A distribution generation (DG) multiobjective optimization method based on an improved Pareto evolutionary algorithm is investigated in this paper. The improved Pareto evolutionary algorithm, which introduces a penalty factor in the objective function constraints, uses an adaptive crossover and a mutation operator in the evolutionary process and combines a simulated annealing iterative process. The proposed algorithm is utilized to the optimize DG injection models to maximize DG utilization while minimizing system loss and environmental pollution. A revised IEEE 33-bus system with multiple DG units was used to test the multiobjective optimization algorithm in a distribution power system. The proposed algorithm was implemented and compared with the strength Pareto evolutionary algorithm 2 (SPEA2), a particle swarm optimization (PSO) algorithm, and nondominated sorting genetic algorithm II (NGSA-II). The comparison of the results demonstrates the validity and practicality of utilizing DG units in terms of economic dispatch and optimal operation in a distribution power system.

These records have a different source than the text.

//! Docker implementation of RuntimeClient.

use std::collections::HashMap;
use std::path::Path;

use async_trait::async_trait;
use bollard::container::{
    Config, CreateContainerOptions, InspectContainerOptions, ListContainersOptions, LogOutput,
    LogsOptions, RemoveContainerOptions, StartContainerOptions,
};
use bollard::image::BuildImageOptions;
use bollard::models::BuildInfo;
use bollard::service::{HostConfig, PortBinding as DockerPortBinding};
use bollard::Docker;
use futures_util::StreamExt;
use tokio::io::{AsyncWrite, AsyncWriteExt};
use tracing::{debug, info};

use crate::error::{StateError, StateResult};
use crate::runtime::{
    ContainerEntry, ContainerInfo, CreateRequest, LogsRequest, RemoveRequest, RuntimeClient,
    RuntimeError, RuntimeResult,
};

/// Request timeout for daemon calls, in seconds.
const DOCKER_TIMEOUT_SECS: u64 = 120;

impl From<bollard::errors::Error> for RuntimeError {
    fn from(e: bollard::errors::Error) -> Self {
        match e {
            bollard::errors::Error::DockerResponseServerError {
                status_code,
                message,
            } => RuntimeError::with_status(status_code, message),
            other => RuntimeError::new(other.to_string()),
        }
    }
}

/// Address of the Docker daemon.
///
/// Accepts `tcp://host:port`, `http://host:port`, `https://host:port` or a
/// bare `host:port`. Connections always use https.
#[derive(Debug, Clone, PartialEq, Eq)]
pub struct DaemonEndpoint {
    host: String,
    port: Option<u16>,
}

impl DaemonEndpoint {
    pub fn parse(address: &str) -> StateResult<Self> {
        let rest = address
            .trim()
            .trim_start_matches("tcp://")
            .trim_start_matches("https://")
            .trim_start_matches("http://")
            .trim_end_matches('/');

        if rest.is_empty() || rest.contains("://") {
            return Err(StateError::InvalidConfig(format!(
                "invalid Docker host '{}'",
                address
            )));
        }

        // Bracketed IPv6 literal, e.g. [::1]:2376
        if let Some(stripped) = rest.strip_prefix('[') {
            let (host, tail) = stripped.split_once(']').ok_or_else(|| {
                StateError::InvalidConfig(format!("invalid Docker host '{}'", address))
            })?;
            let port = match tail.strip_prefix(':') {
                Some(p) => Some(parse_port(p, address)?),
                None => None,
            };
            return Ok(Self {
                host: host.to_string(),
                port,
            });
        }

        match rest.rsplit_once(':') {
            Some((host, port)) if !host.contains(':') => Ok(Self {
                host: host.to_string(),
                port: Some(parse_port(port, address)?),
            }),
            _ => Ok(Self {
                host: rest.to_string(),
                port: None,
            }),
        }
    }

    /// Host segment only, without scheme or port.
    pub fn host(&self) -> &str {
        &self.host
    }

    pub fn port(&self) -> Option<u16> {
        self.port
    }

    /// Address used for the TLS connection.
    pub fn https_url(&self) -> String {
        let host = if self.host.contains(':') {
            format!("[{}]", self.host)
        } else {
            self.host.clone()
        };
        match self.port {
            Some(port) => format!("https://{}:{}", host, port),
            None => format!("https://{}", host),
        }
    }
}

fn parse_port(port: &str, address: &str) -> StateResult<u16> {
    port.parse().map_err(|_| {
        StateError::InvalidConfig(format!("invalid port in Docker host '{}'", address))
    })
}

/// One item of a build stream, as far as the build log is concerned.
#[derive(Debug, PartialEq, Eq)]
enum BuildEvent {
    Log(String),
    Failed(String),
}

/// The daemon reports a failing build step as a stream error carrying the
/// step's message; that message belongs in the build log too.
fn build_event(
    result: Result<BuildInfo, bollard::errors::Error>,
) -> RuntimeResult<Option<BuildEvent>> {
    match result {
        Ok(info) => Ok(info.stream.map(BuildEvent::Log)),
        Err(bollard::errors::Error::DockerStreamError { error }) => {
            Ok(Some(BuildEvent::Failed(error)))
        }
        Err(e) => Err(e.into()),
    }
}

/// Docker-based runtime client.
pub struct DockerRuntime {
    client: Docker,
    endpoint: DaemonEndpoint,
}

impl DockerRuntime {
    /// Connect over TLS using `cert.pem`, `key.pem` and `ca.pem` from
    /// `cert_dir`. The daemon certificate is verified against `ca.pem`.
    pub async fn connect_tls(host: &str, cert_dir: &Path) -> StateResult<Self> {
        let endpoint = DaemonEndpoint::parse(host)?;
        let url = endpoint.https_url();

        let client = Docker::connect_with_ssl(
            &url,
            &cert_dir.join("key.pem"),
            &cert_dir.join("cert.pem"),
            &cert_dir.join("ca.pem"),
            DOCKER_TIMEOUT_SECS,
            bollard::API_DEFAULT_VERSION,
        )
        .map_err(|e| StateError::Connection(format!("{}: {}", url, e)))?;

        let runtime = Self { client, endpoint };
        runtime
            .ping()
            .await
            .map_err(|e| StateError::Connection(format!("{}: {}", url, e)))?;

        info!("Connected to Docker daemon at {}", url);
        Ok(runtime)
    }

    pub fn endpoint(&self) -> &DaemonEndpoint {
        &self.endpoint
    }
}

#[async_trait]
impl RuntimeClient for DockerRuntime {
    async fn ping(&self) -> RuntimeResult<()> {
        self.client.ping().await?;
        Ok(())
    }

    async fn build_image(
        &self,
        name: &str,
        context: Vec<u8>,
        output: &mut (dyn AsyncWrite + Unpin + Send),
    ) -> RuntimeResult<()> {
        info!("Building image {} ({} byte context)", name, context.len());

        let options = BuildImageOptions {
            dockerfile: "Dockerfile",
            t: name,
            rm: true,
            ..Default::default()
        };

        let mut stream = self.client.build_image(options, None, Some(context.into()));

        while let Some(result) = stream.next().await {
            match build_event(result)? {
                Some(BuildEvent::Log(line)) => {
                    debug!("Build: {}", line.trim_end());
                    output.write_all(line.as_bytes()).await?;
                    output.flush().await?;
                }
                Some(BuildEvent::Failed(error)) => {
                    output.write_all(error.as_bytes()).await?;
                    output.flush().await?;
                    return Err(RuntimeError::new(error));
                }
                None => {}
            }
        }

        Ok(())
    }

    async fn create_container(&self, request: &CreateRequest) -> RuntimeResult<String> {
        let mut exposed_ports = HashMap::new();
        let mut port_bindings = HashMap::new();
        for port in &request.ports {
            exposed_ports.insert(port.container_key(), HashMap::new());
            port_bindings.insert(
                port.container_key(),
                Some(vec![DockerPortBinding {
                    host_ip: None,
                    host_port: Some(port.host_port.to_string()),
                }]),
            );
        }

        let host_config = HostConfig {
            port_bindings: Some(port_bindings),
            ..Default::default()
        };

        let config = Config {
            image: Some(request.image.clone()),
            cmd: if request.command.is_empty() {
                None
            } else {
                Some(request.command.clone())
            },
            exposed_ports: Some(exposed_ports),
            host_config: Some(host_config),
            ..Default::default()
        };

        let options = CreateContainerOptions {
            name: request.name.clone(),
            platform: None,
        };

        let response = self.client.create_container(Some(options), config).await?;
        for warning in &response.warnings {
            debug!("Create {}: {}", request.name, warning);
        }
        Ok(response.id)
    }

    async fn start_container(&self, id: &str) -> RuntimeResult<()> {
        self.client
            .start_container(id, None::<StartContainerOptions<String>>)
            .await?;
        Ok(())
    }

    async fn logs(&self, id: &str, request: &LogsRequest) -> RuntimeResult<String> {
        let options = LogsOptions::<String> {
            follow: false,
            stdout: request.stdout,
            stderr: request.stderr,
            ..Default::default()
        };

        let mut output = String::new();
        let mut stream = self.client.logs(id, Some(options));

        while let Some(result) = stream.next().await {
            match result? {
                LogOutput::StdOut { message }
                | LogOutput::StdErr { message }
                | LogOutput::Console { message } => {
                    output.push_str(&String::from_utf8_lossy(&message));
                }
                LogOutput::StdIn { .. } => {}
            }
        }

        Ok(output)
    }

    async fn inspect_container(&self, id: &str) -> RuntimeResult<ContainerInfo> {
        let response = self
            .client
            .inspect_container(id, None::<InspectContainerOptions>)
            .await?;

        let id = response
            .id
            .ok_or_else(|| RuntimeError::new("inspect response carries no container id"))?;
        let name = response
            .name
            .map(|n| n.trim_start_matches('/').to_string())
            .unwrap_or_default();
        let running = response
            .state
            .and_then(|s| s.running)
            .unwrap_or(false);

        Ok(ContainerInfo { id, name, running })
    }

    async fn list_containers(&self, all: bool) -> RuntimeResult<Vec<ContainerEntry>> {
        let options = ListContainersOptions::<String> {
            all,
            ..Default::default()
        };

        let containers = self.client.list_containers(Some(options)).await?;
        Ok(containers
            .into_iter()
            .filter_map(|c| {
                Some(ContainerEntry {
                    id: c.id?,
                    names: c.names.unwrap_or_default(),
                })
            })
            .collect())
    }

    async fn remove_container(&self, id: &str, request: &RemoveRequest) -> RuntimeResult<()> {
        self.client
            .remove_container(
                id,
                Some(RemoveContainerOptions {
                    force: request.force,
                    v: request.remove_volumes,
                    ..Default::default()
                }),
            )
            .await?;
        Ok(())
    }
}
//! Outbound SMS gateway.
//!
//! The gateway is an external service with a single contract:
//! `send(body, destination, source)` returns the provider's message id and
//! status, or an error. Providers implement [`SmsGateway`]; `main` builds one
//! from [`SmsConfig`] and hands it to the application state.

mod log_only;
mod twilio;

pub use log_only::LogOnlyGateway;
pub use twilio::TwilioGateway;

use crate::config::{SmsConfig, SmsProvider};
use async_trait::async_trait;
use std::sync::Arc;
use thiserror::Error;

/// What the provider reports for an accepted message.
#[derive(Debug, Clone, PartialEq, Eq)]
pub struct SentMessage {
    pub id: String,
    pub status: String,
}

#[derive(Debug, Error)]
pub enum GatewayError {
    #[error("SMS gateway request failed: {0}")]
    Http(#[from] reqwest::Error),
    #[error("{message}")]
    Rejected { status: u16, message: String },
}

#[async_trait]
pub trait SmsGateway: Send + Sync {
    async fn send(&self, body: &str, to: &str, from: &str) -> Result<SentMessage, GatewayError>;

    fn provider_name(&self) -> &str;
}

pub fn from_config(config: &SmsConfig) -> Arc<dyn SmsGateway> {
    match config.provider {
        SmsProvider::Twilio => Arc::new(TwilioGateway::new(
            &config.api_base,
            &config.account_sid,
            &config.auth_token,
        )),
        SmsProvider::Log => Arc::new(LogOnlyGateway),
    }
}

机译:本文研究了一种基于改进的帕累托进化算法的配电网多目标优化方法。改进的帕累托进化算法在目标函数约束中引入了惩罚因子,在进化过程中使用了自适应交叉和变异算子,并结合了模拟退火迭代过程。所提出的算法用于优化DG注入模型,以最大程度地利用DG,同时将系统损失和环境污染降至最低。修订后的具有多个DG单元的IEEE 33总线系统用于测试配电系统中的多目标优化算法。该算法的实现与强度帕累托进化算法2(SPEA2),粒子群优化算法(PSO)和非支配排序遗传算法II(NGSA-II)进行了比较。结果的比较证明了在分布式电源系统中利用DG机组在经济调度和最佳运行方面的有效性和实用性。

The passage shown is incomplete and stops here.